Record extracts START

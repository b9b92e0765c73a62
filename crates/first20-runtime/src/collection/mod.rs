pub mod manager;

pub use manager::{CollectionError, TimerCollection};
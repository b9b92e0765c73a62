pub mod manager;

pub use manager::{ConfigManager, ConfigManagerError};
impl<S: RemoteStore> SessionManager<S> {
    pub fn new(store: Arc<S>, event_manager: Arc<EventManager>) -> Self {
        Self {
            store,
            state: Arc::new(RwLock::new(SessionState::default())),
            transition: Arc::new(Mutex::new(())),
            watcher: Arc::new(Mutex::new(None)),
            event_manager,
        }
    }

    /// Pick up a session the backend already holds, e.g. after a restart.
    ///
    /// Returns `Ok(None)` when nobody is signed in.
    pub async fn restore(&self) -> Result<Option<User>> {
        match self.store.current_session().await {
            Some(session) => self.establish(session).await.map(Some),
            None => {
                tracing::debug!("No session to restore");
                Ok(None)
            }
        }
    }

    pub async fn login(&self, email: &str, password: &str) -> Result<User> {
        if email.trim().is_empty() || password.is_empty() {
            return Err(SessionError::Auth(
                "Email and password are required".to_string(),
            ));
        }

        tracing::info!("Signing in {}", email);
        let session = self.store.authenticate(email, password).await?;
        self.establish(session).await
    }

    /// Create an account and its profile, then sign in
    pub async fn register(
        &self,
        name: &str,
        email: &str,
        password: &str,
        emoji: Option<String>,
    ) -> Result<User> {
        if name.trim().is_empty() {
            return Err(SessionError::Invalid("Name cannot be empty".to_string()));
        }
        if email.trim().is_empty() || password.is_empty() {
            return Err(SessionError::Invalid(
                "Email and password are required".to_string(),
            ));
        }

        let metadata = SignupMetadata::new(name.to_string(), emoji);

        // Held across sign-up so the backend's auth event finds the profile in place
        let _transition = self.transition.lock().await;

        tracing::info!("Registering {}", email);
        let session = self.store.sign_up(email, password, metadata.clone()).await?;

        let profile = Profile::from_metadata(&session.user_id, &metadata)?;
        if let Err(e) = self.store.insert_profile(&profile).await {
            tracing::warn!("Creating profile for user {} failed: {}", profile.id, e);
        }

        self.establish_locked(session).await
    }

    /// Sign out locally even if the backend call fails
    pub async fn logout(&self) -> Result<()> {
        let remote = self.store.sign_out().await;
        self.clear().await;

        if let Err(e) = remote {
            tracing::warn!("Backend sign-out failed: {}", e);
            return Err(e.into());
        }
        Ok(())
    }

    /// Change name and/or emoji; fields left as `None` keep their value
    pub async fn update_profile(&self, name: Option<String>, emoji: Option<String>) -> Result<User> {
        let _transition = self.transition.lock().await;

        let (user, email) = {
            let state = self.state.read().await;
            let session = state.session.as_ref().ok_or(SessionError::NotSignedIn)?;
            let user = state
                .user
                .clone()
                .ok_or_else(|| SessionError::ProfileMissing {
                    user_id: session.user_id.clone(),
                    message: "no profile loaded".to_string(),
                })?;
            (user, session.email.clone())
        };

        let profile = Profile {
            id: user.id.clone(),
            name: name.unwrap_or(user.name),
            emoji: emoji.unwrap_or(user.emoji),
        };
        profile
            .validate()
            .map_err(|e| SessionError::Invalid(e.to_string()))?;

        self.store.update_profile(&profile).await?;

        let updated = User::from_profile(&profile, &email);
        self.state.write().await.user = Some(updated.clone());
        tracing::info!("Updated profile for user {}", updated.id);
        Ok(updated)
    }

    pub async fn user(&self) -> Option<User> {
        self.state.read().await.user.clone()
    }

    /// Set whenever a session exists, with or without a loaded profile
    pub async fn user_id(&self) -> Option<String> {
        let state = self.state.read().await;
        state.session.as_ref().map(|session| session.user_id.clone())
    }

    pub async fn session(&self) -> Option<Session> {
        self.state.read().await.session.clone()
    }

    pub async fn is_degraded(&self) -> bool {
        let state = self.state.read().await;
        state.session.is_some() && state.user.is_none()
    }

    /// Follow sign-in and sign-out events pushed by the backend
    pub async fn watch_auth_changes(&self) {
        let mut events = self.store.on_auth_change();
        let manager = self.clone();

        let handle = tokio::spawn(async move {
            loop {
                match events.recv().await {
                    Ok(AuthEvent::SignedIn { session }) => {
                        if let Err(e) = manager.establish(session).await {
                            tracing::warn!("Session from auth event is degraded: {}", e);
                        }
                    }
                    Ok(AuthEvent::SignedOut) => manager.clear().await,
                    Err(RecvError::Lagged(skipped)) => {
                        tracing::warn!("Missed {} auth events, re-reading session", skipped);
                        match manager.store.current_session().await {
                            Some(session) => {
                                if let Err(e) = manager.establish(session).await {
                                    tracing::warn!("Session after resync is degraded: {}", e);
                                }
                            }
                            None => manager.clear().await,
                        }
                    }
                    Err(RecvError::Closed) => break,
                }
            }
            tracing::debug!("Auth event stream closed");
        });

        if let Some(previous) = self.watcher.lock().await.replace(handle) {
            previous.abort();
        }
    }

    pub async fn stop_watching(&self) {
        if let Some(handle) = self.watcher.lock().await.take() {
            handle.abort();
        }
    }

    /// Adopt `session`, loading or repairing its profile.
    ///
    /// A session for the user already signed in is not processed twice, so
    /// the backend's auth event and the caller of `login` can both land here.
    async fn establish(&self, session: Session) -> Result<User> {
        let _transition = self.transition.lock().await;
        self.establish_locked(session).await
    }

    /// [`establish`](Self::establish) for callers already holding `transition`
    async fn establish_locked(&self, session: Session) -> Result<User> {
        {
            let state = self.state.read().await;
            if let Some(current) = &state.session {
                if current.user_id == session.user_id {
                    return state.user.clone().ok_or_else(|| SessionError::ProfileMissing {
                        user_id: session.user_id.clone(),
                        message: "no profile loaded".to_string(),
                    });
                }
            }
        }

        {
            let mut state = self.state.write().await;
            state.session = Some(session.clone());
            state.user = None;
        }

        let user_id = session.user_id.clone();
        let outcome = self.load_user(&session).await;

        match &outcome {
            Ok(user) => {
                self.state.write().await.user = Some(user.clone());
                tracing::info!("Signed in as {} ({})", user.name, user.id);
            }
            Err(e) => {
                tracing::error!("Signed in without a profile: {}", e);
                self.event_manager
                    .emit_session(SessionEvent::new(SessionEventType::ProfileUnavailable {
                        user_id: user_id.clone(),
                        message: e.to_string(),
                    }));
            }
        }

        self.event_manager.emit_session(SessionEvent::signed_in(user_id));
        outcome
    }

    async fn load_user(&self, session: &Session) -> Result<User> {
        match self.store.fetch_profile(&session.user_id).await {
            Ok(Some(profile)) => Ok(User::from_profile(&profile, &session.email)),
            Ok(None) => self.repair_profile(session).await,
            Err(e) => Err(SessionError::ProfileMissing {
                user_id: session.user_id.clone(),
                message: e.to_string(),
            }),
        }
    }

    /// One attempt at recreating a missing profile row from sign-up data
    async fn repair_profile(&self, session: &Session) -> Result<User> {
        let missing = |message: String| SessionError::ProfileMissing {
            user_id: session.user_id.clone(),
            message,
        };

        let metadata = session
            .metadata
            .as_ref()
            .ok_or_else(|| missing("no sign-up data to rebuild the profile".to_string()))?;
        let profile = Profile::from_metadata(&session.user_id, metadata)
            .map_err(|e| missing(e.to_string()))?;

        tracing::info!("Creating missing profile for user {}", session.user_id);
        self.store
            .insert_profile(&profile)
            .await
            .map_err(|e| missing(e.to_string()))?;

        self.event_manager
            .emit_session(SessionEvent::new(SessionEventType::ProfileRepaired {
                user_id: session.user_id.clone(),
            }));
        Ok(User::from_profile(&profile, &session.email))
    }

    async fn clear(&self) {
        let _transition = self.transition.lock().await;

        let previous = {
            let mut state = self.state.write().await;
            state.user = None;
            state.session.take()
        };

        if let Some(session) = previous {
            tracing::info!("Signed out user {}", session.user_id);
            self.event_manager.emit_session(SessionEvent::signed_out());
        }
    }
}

Record extracts END

# Instructions to follow:
Wherever a line in the entries above holds "Invalid", copy that line.

# Response to this exercise:
            return Err(SessionError::Invalid("Name cannot be empty".to_string()));
            return Err(SessionError::Invalid(
            .map_err(|e| SessionError::Invalid(e.to_string()))?;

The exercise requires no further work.